[Data entries]
::::::::
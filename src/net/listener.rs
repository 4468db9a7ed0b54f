// TCP listener and relay server
// Accepts one downstream client at a time and runs its session to completion

use tokio::net::TcpListener;
use tokio::sync::mpsc;
use std::net::SocketAddr;
use std::io;
use tracing::{error, info};

use super::connection::Connection;
use super::relay::{RelayOptions, RelaySession, SessionEnd};

/// Relay server that serves downstream clients one after another
pub struct RelayServer {
    addr: SocketAddr,
    shutdown_tx: Option<mpsc::Sender<()>>,
}

impl RelayServer {
    /// Bind `addr` and start waiting for a client
    pub async fn start(addr: SocketAddr, options: RelayOptions) -> io::Result<Self> {
        let listener = TcpListener::bind(addr).await?;
        let local_addr = listener.local_addr()?;
        let (shutdown_tx, mut shutdown_rx) = mpsc::channel::<()>(1);

        tokio::spawn(async move {
            info!("Waiting for connection...");
            loop {
                tokio::select! {
                    result = listener.accept() => {
                        match result {
                            Ok((stream, peer_addr)) => {
                                info!("Client connected from {}", peer_addr);
                                let _ = stream.set_nodelay(true);
                                let connection = Connection::new(stream, peer_addr);
                                let mut session = RelaySession::start(connection, options.clone()).await;
                                let end = session.run(&listener, &mut shutdown_rx).await;
                                info!("Stopping serial readers");
                                session.close().await;
                                if end == SessionEnd::Shutdown {
                                    break;
                                }
                                info!("Waiting for new client...");
                            }
                            Err(e) => error!("Accept error: {}", e),
                        }
                    }
                    _ = shutdown_rx.recv() => break,
                }
            }
            info!("Relay server on {} stopped", local_addr);
        });

        Ok(RelayServer {
            addr: local_addr,
            shutdown_tx: Some(shutdown_tx),
        })
    }

    /// Get the address the server is listening on
    pub fn addr(&self) -> SocketAddr {
        self.addr
    }

    /// Shutdown the server, ending any active session
    pub async fn shutdown(&mut self) {
        if let Some(tx) = self.shutdown_tx.take() {
            let _ = tx.send(()).await;
        }
    }
}

impl Drop for RelayServer {
    fn drop(&mut self) {
        if let Some(tx) = self.shutdown_tx.take() {
            let _ = tx.try_send(());
        }
    }
}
::::::::
What the exercise asks
All of the lines above must be returned exactly as they stand.

Your solution
filename src/net/listener.rs
repository 4468db9a7ed0b54f
// TCP listener and relay server
// Accepts one downstream client at a time and runs its session to completion

use tokio::net::TcpListener;
use tokio::sync::mpsc;
use std::net::SocketAddr;
use std::io;
use tracing::{error, info};

use super::connection::Connection;
use super::relay::{RelayOptions, RelaySession, SessionEnd};

/// Relay server that serves downstream clients one after another
pub struct RelayServer {
    addr: SocketAddr,
    shutdown_tx: Option<mpsc::Sender<()>>,
}

impl RelayServer {
    /// Bind `addr` and start waiting for a client
    pub async fn start(addr: SocketAddr, options: RelayOptions) -> io::Result<Self> {
        let listener = TcpListener::bind(addr).await?;
        let local_addr = listener.local_addr()?;
        let (shutdown_tx, mut shutdown_rx) = mpsc::channel::<()>(1);

        tokio::spawn(async move {
            info!("Waiting for connection...");
            loop {
                tokio::select! {
                    result = listener.accept() => {
                        match result {
                            Ok((stream, peer_addr)) => {
                                info!("Client connected from {}", peer_addr);
                                let _ = stream.set_nodelay(true);
                                let connection = Connection::new(stream, peer_addr);
                                let mut session = RelaySession::start(connection, options.clone()).await;
                                let end = session.run(&listener, &mut shutdown_rx).await;
                                info!("Stopping serial readers");
                                session.close().await;
                                if end == SessionEnd::Shutdown {
                                    break;
                                }
                                info!("Waiting for new client...");
                            }
                            Err(e) => error!("Accept error: {}", e),
                        }
                    }
                    _ = shutdown_rx.recv() => break,
                }
            }
            info!("Relay server on {} stopped", local_addr);
        });

        Ok(RelayServer {
            addr: local_addr,
            shutdown_tx: Some(shutdown_tx),
        })
    }

    /// Get the address the server is listening on
    pub fn addr(&self) -> SocketAddr {
        self.addr
    }

    /// Shutdown the server, ending any active session
    pub async fn shutdown(&mut self) {
        if let Some(tx) = self.shutdown_tx.take() {
            let _ = tx.send(()).await;
        }
    }
}

impl Drop for RelayServer {
    fn drop(&mut self) {
        if let Some(tx) = self.shutdown_tx.take() {
            let _ = tx.try_send(());
        }
    }
}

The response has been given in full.